### PROVIDED RECORDS ###

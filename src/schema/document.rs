use serde::{Deserialize, Serialize};

use super::category::{Category, DocumentCategory};
use super::element::{Element, HasFeatures};
use super::features::FeatureMap;

/// A structural element above the sentence: document, section, paragraph,
/// sentence, list or list item.
#[derive(Debug, Clone, PartialEq, Serialize, Deserialize)]
pub struct DocumentElement {
    pub category: DocumentCategory,
    #[serde(default)]
    pub title: Option<String>,
    #[serde(default)]
    pub components: Vec<Element>,
    #[serde(default)]
    pub realisation: Option<String>,
    #[serde(default)]
    pub features: FeatureMap,
}

impl DocumentElement {
    pub fn new(category: DocumentCategory, title: Option<String>) -> Self {
        Self {
            category,
            title,
            components: Vec::new(),
            realisation: None,
            features: FeatureMap::new(),
        }
    }

    /// Add a component, promoting it to a sentence and then a paragraph
    /// until this element can hold it. A component that cannot be promoted
    /// into place is added unchanged so it still shows up in the output.
    pub fn add_component(&mut self, element: Element) {
        let Some(category) = element.category() else {
            self.components.push(element);
            return;
        };
        if self.category.has_sub_part(category) {
            self.components.push(element);
            return;
        }
        match self.promote(element.clone()) {
            Some(promoted) => self.components.push(promoted),
            None => self.components.push(element),
        }
    }

    /// Add every component that fits directly; the rest are dropped.
    pub fn add_components(&mut self, elements: impl IntoIterator<Item = Element>) {
        for element in elements {
            if let Some(category) = element.category() {
                if self.category.has_sub_part(category) {
                    self.components.push(element);
                }
            }
        }
    }

    pub fn remove_component(&mut self, element: &Element) -> bool {
        match self.components.iter().position(|c| c == element) {
            Some(index) => {
                self.components.remove(index);
                true
            }
            None => false,
        }
    }

    pub fn clear_components(&mut self) {
        self.components.clear();
    }

    fn promote(&self, element: Element) -> Option<Element> {
        let category = element.category()?;
        if self.category.has_sub_part(category) {
            return Some(element);
        }
        match category {
            Category::Document(DocumentCategory::Sentence) => {
                let mut paragraph = DocumentElement::new(DocumentCategory::Paragraph, None);
                paragraph.components.push(element);
                self.promote(paragraph.into())
            }
            Category::Document(_) => None,
            _ => {
                let mut sentence = DocumentElement::new(DocumentCategory::Sentence, None);
                sentence.components.push(element);
                self.promote(sentence.into())
            }
        }
    }
}

impl HasFeatures for DocumentElement {
    fn feature_map(&self) -> &FeatureMap {
        &self.features
    }
    fn feature_map_mut(&mut self) -> &mut FeatureMap {
        &mut self.features
    }
}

###

TASK:
Nothing in the listing above may be altered; transcribe all of it.

REPLY:
filename src/schema/document.rs
use serde::{Deserialize, Serialize};

use super::category::{Category, DocumentCategory};
use super::element::{Element, HasFeatures};
use super::features::FeatureMap;

/// A structural element above the sentence: document, section, paragraph,
/// sentence, list or list item.
#[derive(Debug, Clone, PartialEq, Serialize, Deserialize)]
pub struct DocumentElement {
    pub category: DocumentCategory,
    #[serde(default)]
    pub title: Option<String>,
    #[serde(default)]
    pub components: Vec<Element>,
    #[serde(default)]
    pub realisation: Option<String>,
    #[serde(default)]
    pub features: FeatureMap,
}

impl DocumentElement {
    pub fn new(category: DocumentCategory, title: Option<String>) -> Self {
        Self {
            category,
            title,
            components: Vec::new(),
            realisation: None,
            features: FeatureMap::new(),
        }
    }

    /// Add a component, promoting it to a sentence and then a paragraph
    /// until this element can hold it. A component that cannot be promoted
    /// into place is added unchanged so it still shows up in the output.
    pub fn add_component(&mut self, element: Element) {
        let Some(category) = element.category() else {
            self.components.push(element);
            return;
        };
        if self.category.has_sub_part(category) {
            self.components.push(element);
            return;
        }
        match self.promote(element.clone()) {
            Some(promoted) => self.components.push(promoted),
            None => self.components.push(element),
        }
    }

    /// Add every component that fits directly; the rest are dropped.
    pub fn add_components(&mut self, elements: impl IntoIterator<Item = Element>) {
        for element in elements {
            if let Some(category) = element.category() {
                if self.category.has_sub_part(category) {
                    self.components.push(element);
                }
            }
        }
    }

    pub fn remove_component(&mut self, element: &Element) -> bool {
        match self.components.iter().position(|c| c == element) {
            Some(index) => {
                self.components.remove(index);
                true
            }
            None => false,
        }
    }

    pub fn clear_components(&mut self) {
        self.components.clear();
    }

    fn promote(&self, element: Element) -> Option<Element> {
        let category = element.category()?;
        if self.category.has_sub_part(category) {
            return Some(element);
        }
        match category {
            Category::Document(DocumentCategory::Sentence) => {
                let mut paragraph = DocumentElement::new(DocumentCategory::Paragraph, None);
                paragraph.components.push(element);
                self.promote(paragraph.into())
            }
            Category::Document(_) => None,
            _ => {
                let mut sentence = DocumentElement::new(DocumentCategory::Sentence, None);
                sentence.components.push(element);
                self.promote(sentence.into())
            }
        }
    }
}

impl HasFeatures for DocumentElement {
    fn feature_map(&self) -> &FeatureMap {
        &self.features
    }
    fn feature_map_mut(&mut self) -> &mut FeatureMap {
        &mut self.features
    }
}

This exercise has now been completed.